At the level in which he works—the policy/political level—those involved in health are held accountable by voters. But that sometimes has little to do with quality, says Mr. Ferguson. Healthcare systems are complicated and the public sometimes focuses more on increasing access to services rather than on an esoteric topic like quality improvement. A politician may feel pressured to make a decision that is popular even if there is little evidence it will improve health outcomes—giving the public what it wants instead of what it needs.

“It’s kind of a fake accountability in a way,” says Mr. Ferguson. “The topics are so complicated, and whoever can communicate them in the simplest manner wins the day.”

It is more important to focus on the appropriateness of health services than on their availability, says Mr. Ferguson. For instance, he notes that doctors in New Brunswick order 60% more CAT scans than the national average, which may in part be because the province has the equipment, not because the scans are necessary.

“We want the waiting list of diagnostic imaging to go down, so we will do a bunch of things to get it down,” says Mr. Ferguson. “But perhaps what we should actually be looking at is if it is appropriate to do so much diagnostic imaging.”

The various planes in the system don’t talk to each other enough and don’t trust each other enough,” says Mr. Ferguson. “That is where the system is broken down.



Another healthcare quality concern revolves around lack of patient volume, a challenge seen across the country. If, for example, a surgical ward in a small community doesn’t have enough patients, the skills of its surgeons may decline.

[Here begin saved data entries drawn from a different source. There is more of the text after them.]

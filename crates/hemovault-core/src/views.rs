//! # Read-Model Views
//!
//! Serializable projection rows for the dashboard and reporting surfaces.
//!
//! ## Data Flow
//! ```text
//! ┌─────────────────────────────────────────────────────────────────────────┐
//! │                       View Construction                                 │
//! │                                                                         │
//! │  SQLite row / join  ──►  entity or raw row (hemovault-db)              │
//! │                               │                                         │
//! │                               ▼                                         │
//! │            derivation helpers in THIS MODULE                            │
//! │            (stock status, shortage, eligibility label,                  │
//! │             deadline status, fractional units)                          │
//! │                               │                                         │
//! │                               ▼                                         │
//! │            camelCase JSON row for the caller                            │
//! │                                                                         │
//! │  Derived fields are computed at read time from persisted state and      │
//! │  never stored, so a row can not go stale between writes.                │
//! └─────────────────────────────────────────────────────────────────────────┘
//! ```

use chrono::{DateTime, NaiveDate, Utc};
use serde::{Deserialize, Serialize};

use crate::eligibility;
use crate::types::{
    AlertLevel, BloodGroup, BloodStockEntry, DeadlineStatus, DonationStatus, Donor, RequestStatus,
    StockStatus, UrgencyLevel,
};
use crate::units::{fractional_units, Units};
use crate::STANDARD_UNIT_VOLUME_ML;

// =============================================================================
// Stock Views
// =============================================================================

/// One shelf position: a blood group with its live ledger state.
#[derive(Debug, Clone, Serialize, Deserialize)]
#[serde(rename_all = "camelCase")]
pub struct StockStatusRow {
    pub blood_group: BloodGroup,
    pub units_available: Units,
    /// Volume equivalent of the units on hand (count x 450 ml).
    pub quantity_ml: i64,
    pub minimum_threshold: Units,
    pub stock_status: StockStatus,
    pub last_updated: DateTime<Utc>,
}

impl StockStatusRow {
    /// Projects a ledger entry into its dashboard row.
    pub fn from_entry(entry: &BloodStockEntry) -> Self {
        Self {
            blood_group: entry.blood_group,
            units_available: entry.units_available,
            quantity_ml: entry.units_available.count() * STANDARD_UNIT_VOLUME_ML,
            minimum_threshold: entry.minimum_threshold,
            stock_status: StockStatus::derive(entry.units_available, entry.minimum_threshold),
            last_updated: entry.last_updated,
        }
    }
}

/// A blood group whose stock has fallen below its minimum threshold.
#[derive(Debug, Clone, Serialize, Deserialize)]
#[serde(rename_all = "camelCase")]
pub struct LowStockAlert {
    pub blood_group: BloodGroup,
    pub units_available: Units,
    pub minimum_threshold: Units,
    /// How many units short of the threshold the group is.
    pub shortage: Units,
    pub alert_level: AlertLevel,
}

impl LowStockAlert {
    /// Returns the alert for a ledger entry, or `None` while stock is adequate.
    pub fn from_entry(entry: &BloodStockEntry) -> Option<Self> {
        let status = StockStatus::derive(entry.units_available, entry.minimum_threshold);
        let alert_level = status.alert_level()?;

        Some(Self {
            blood_group: entry.blood_group,
            units_available: entry.units_available,
            minimum_threshold: entry.minimum_threshold,
            shortage: entry.minimum_threshold - entry.units_available,
            alert_level,
        })
    }
}

// =============================================================================
// Donor Views
// =============================================================================

/// Donor roster row with live eligibility.
///
/// The stored `is_eligible` flag is advisory; this row re-derives the flag
/// from `last_donation_date` against today so the roster never shows a donor
/// as blocked after their interval has actually elapsed.
#[derive(Debug, Clone, Serialize, Deserialize)]
#[serde(rename_all = "camelCase")]
pub struct DonorSummaryRow {
    pub donor_id: i64,
    pub donor_name: String,
    pub email: String,
    pub phone: String,
    pub blood_group: BloodGroup,
    pub total_donations: i64,
    pub last_donation_date: Option<NaiveDate>,
    pub is_eligible: bool,
    /// `"Eligible"` or `"Not Eligible (N days remaining)"`.
    pub eligibility_status: String,
}

impl DonorSummaryRow {
    pub fn from_donor(donor: &Donor, today: NaiveDate) -> Self {
        Self {
            donor_id: donor.donor_id,
            donor_name: donor.full_name(),
            email: donor.email.clone(),
            phone: donor.phone.clone(),
            blood_group: donor.blood_group,
            total_donations: donor.total_donations,
            last_donation_date: donor.last_donation_date,
            is_eligible: eligibility::is_eligible(donor.last_donation_date, today),
            eligibility_status: eligibility::status_label(donor.last_donation_date, today),
        }
    }
}

// =============================================================================
// Donation Views
// =============================================================================

/// Recent donation feed row, joined with donor and staff names.
#[derive(Debug, Clone, Serialize, Deserialize)]
#[serde(rename_all = "camelCase")]
pub struct RecentDonationRow {
    pub donation_id: i64,
    pub donor_name: String,
    pub blood_group: BloodGroup,
    pub quantity_ml: i64,
    pub donation_date: NaiveDate,
    pub hemoglobin_level: Option<f64>,
    pub donation_status: DonationStatus,
    /// Collecting staff member, if one was recorded.
    pub staff_name: Option<String>,
}

// =============================================================================
// Request Views
// =============================================================================

/// Open hospital request with its remaining need and deadline band.
#[derive(Debug, Clone, Serialize, Deserialize)]
#[serde(rename_all = "camelCase")]
pub struct PendingRequestRow {
    pub request_id: i64,
    pub hospital_name: String,
    pub city: String,
    pub blood_group: BloodGroup,
    pub units_requested: Units,
    pub units_fulfilled: Units,
    pub units_pending: Units,
    pub urgency_level: UrgencyLevel,
    pub request_status: RequestStatus,
    pub request_date: NaiveDate,
    pub required_by_date: NaiveDate,
    pub deadline_status: DeadlineStatus,
}

// =============================================================================
// Report Views
// =============================================================================

/// One blood group's line in the monthly donation report.
#[derive(Debug, Clone, Serialize, Deserialize)]
#[serde(rename_all = "camelCase")]
pub struct MonthlyDonationRow {
    pub blood_group: BloodGroup,
    /// Completed donations in the month.
    pub total_donations: i64,
    pub total_quantity_ml: i64,
    /// Collected volume in standard units (ml / 450), fractional.
    pub total_units: f64,
    /// Distinct donors who contributed.
    pub unique_donors: i64,
}

impl MonthlyDonationRow {
    pub fn new(
        blood_group: BloodGroup,
        total_donations: i64,
        total_quantity_ml: i64,
        unique_donors: i64,
    ) -> Self {
        Self {
            blood_group,
            total_donations,
            total_quantity_ml,
            total_units: fractional_units(total_quantity_ml),
            unique_donors,
        }
    }
}

// =============================================================================
// Dashboard Views
// =============================================================================

/// Headline counts for the dashboard.
#[derive(Debug, Clone, Serialize, Deserialize)]
#[serde(rename_all = "camelCase")]
pub struct OverviewStats {
    pub total_donors: i64,
    pub active_hospitals: i64,
    pub completed_donations: i64,
    /// Requests not yet fully fulfilled.
    pub open_requests: i64,
    /// Blood groups currently below their minimum threshold.
    pub active_alerts: i64,
}

// =============================================================================
// Unit Tests
// =============================================================================

#[cfg(test)]
mod tests {
    use super::*;

    fn entry(group: BloodGroup, units: i64, threshold: i64) -> BloodStockEntry {
        BloodStockEntry {
            stock_id: 1,
            blood_group: group,
            units_available: Units::new(units),
            minimum_threshold: Units::new(threshold),
            last_updated: Utc::now(),
            updated_by: None,
        }
    }

    #[test]
    fn test_stock_row_derives_volume_and_status() {
        let row = StockStatusRow::from_entry(&entry(BloodGroup::OPositive, 10, 20));
        assert_eq!(row.quantity_ml, 4500);
        assert_eq!(row.stock_status, StockStatus::Low);

        let row = StockStatusRow::from_entry(&entry(BloodGroup::ABPositive, 25, 10));
        assert_eq!(row.quantity_ml, 11250);
        assert_eq!(row.stock_status, StockStatus::Adequate);
    }

    #[test]
    fn test_low_stock_alert_levels_and_shortage() {
        let alert = LowStockAlert::from_entry(&entry(BloodGroup::OPositive, 10, 20))
            .expect("low stock should alert");
        assert_eq!(alert.alert_level, AlertLevel::Warning);
        assert_eq!(alert.shortage, Units::new(10));

        let alert = LowStockAlert::from_entry(&entry(BloodGroup::ABNegative, 4, 10))
            .expect("critical stock should alert");
        assert_eq!(alert.alert_level, AlertLevel::Urgent);
        assert_eq!(alert.shortage, Units::new(6));

        let alert = LowStockAlert::from_entry(&entry(BloodGroup::ONegative, 0, 10))
            .expect("empty shelf should alert");
        assert_eq!(alert.alert_level, AlertLevel::Critical);
        assert_eq!(alert.shortage, Units::new(10));

        assert!(LowStockAlert::from_entry(&entry(BloodGroup::APositive, 15, 10)).is_none());
    }

    #[test]
    fn test_donor_summary_live_eligibility() {
        let mut donor = Donor {
            donor_id: 7,
            first_name: "Meera".to_string(),
            last_name: "Nair".to_string(),
            email: "meera@example.com".to_string(),
            phone: "9876500000".to_string(),
            blood_group: BloodGroup::BPositive,
            date_of_birth: NaiveDate::from_ymd_opt(1990, 3, 12).unwrap(),
            gender: "Female".to_string(),
            address: None,
            city: None,
            state: None,
            pincode: None,
            last_donation_date: Some(NaiveDate::from_ymd_opt(2025, 3, 1).unwrap()),
            total_donations: 4,
            // stale stored flag, the row must re-derive
            is_eligible: false,
            registered_date: NaiveDate::from_ymd_opt(2020, 1, 1).unwrap(),
            created_at: Utc::now(),
        };

        let today = NaiveDate::from_ymd_opt(2025, 6, 15).unwrap();
        let row = DonorSummaryRow::from_donor(&donor, today);
        assert!(row.is_eligible);
        assert_eq!(row.eligibility_status, "Eligible");
        assert_eq!(row.donor_name, "Meera Nair");

        donor.last_donation_date = Some(NaiveDate::from_ymd_opt(2025, 6, 1).unwrap());
        let row = DonorSummaryRow::from_donor(&donor, today);
        assert!(!row.is_eligible);
        assert_eq!(row.eligibility_status, "Not Eligible (76 days remaining)");
    }

    #[test]
    fn test_monthly_row_fractional_units() {
        let row = MonthlyDonationRow::new(BloodGroup::OPositive, 3, 1350, 3);
        assert_eq!(row.total_units, 3.0);

        let row = MonthlyDonationRow::new(BloodGroup::ANegative, 2, 850, 2);
        assert!((row.total_units - 1.888_888).abs() < 0.001);
    }

    #[test]
    fn test_rows_serialize_as_camel_case() {
        let row = StockStatusRow::from_entry(&entry(BloodGroup::OPositive, 10, 20));
        let json = serde_json::to_value(&row).unwrap();
        assert_eq!(json["bloodGroup"], "O+");
        assert_eq!(json["unitsAvailable"], 10);
        assert_eq!(json["quantityMl"], 4500);
        assert_eq!(json["stockStatus"], "LOW");

        let alert = LowStockAlert::from_entry(&entry(BloodGroup::OPositive, 10, 20)).unwrap();
        let json = serde_json::to_value(&alert).unwrap();
        assert_eq!(json["alertLevel"], "WARNING");
        assert_eq!(json["shortage"], 10);
    }
}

A health planner might recommend that the program be moved to a larger hospital in a larger centre. However, this is only one of the options that should be examined. Such a decision cannot be made lightly and has to include medical professionals and the community at large.

“The public may not understand the safety concerns. Added to that rather significant challenge is the reality that in small communities, the local hospital is more than a facility, it’s part of their identity. Any threat to that identity gets very emotional and government must make sure all options have been examined before deciding on the best approach,” says Mr. Ferguson.

Mr. Ferguson believes quality improvement may soon become more prominent in New Brunswick. In fact, he says, there are plans to create a new quality agenda for the province. New Brunswick couldn’t allot resources to focus on quality improvement over the past two years because of massive structural changes to its healthcare system, having merged eight regional health authorities into two. When you take on such a large organizational change, you tend to focus on the task at hand.

“It’s easy to say you have a quality focus,” says Mr. Ferguson. “But when you are in a swamp, you just try to fend off the alligators.”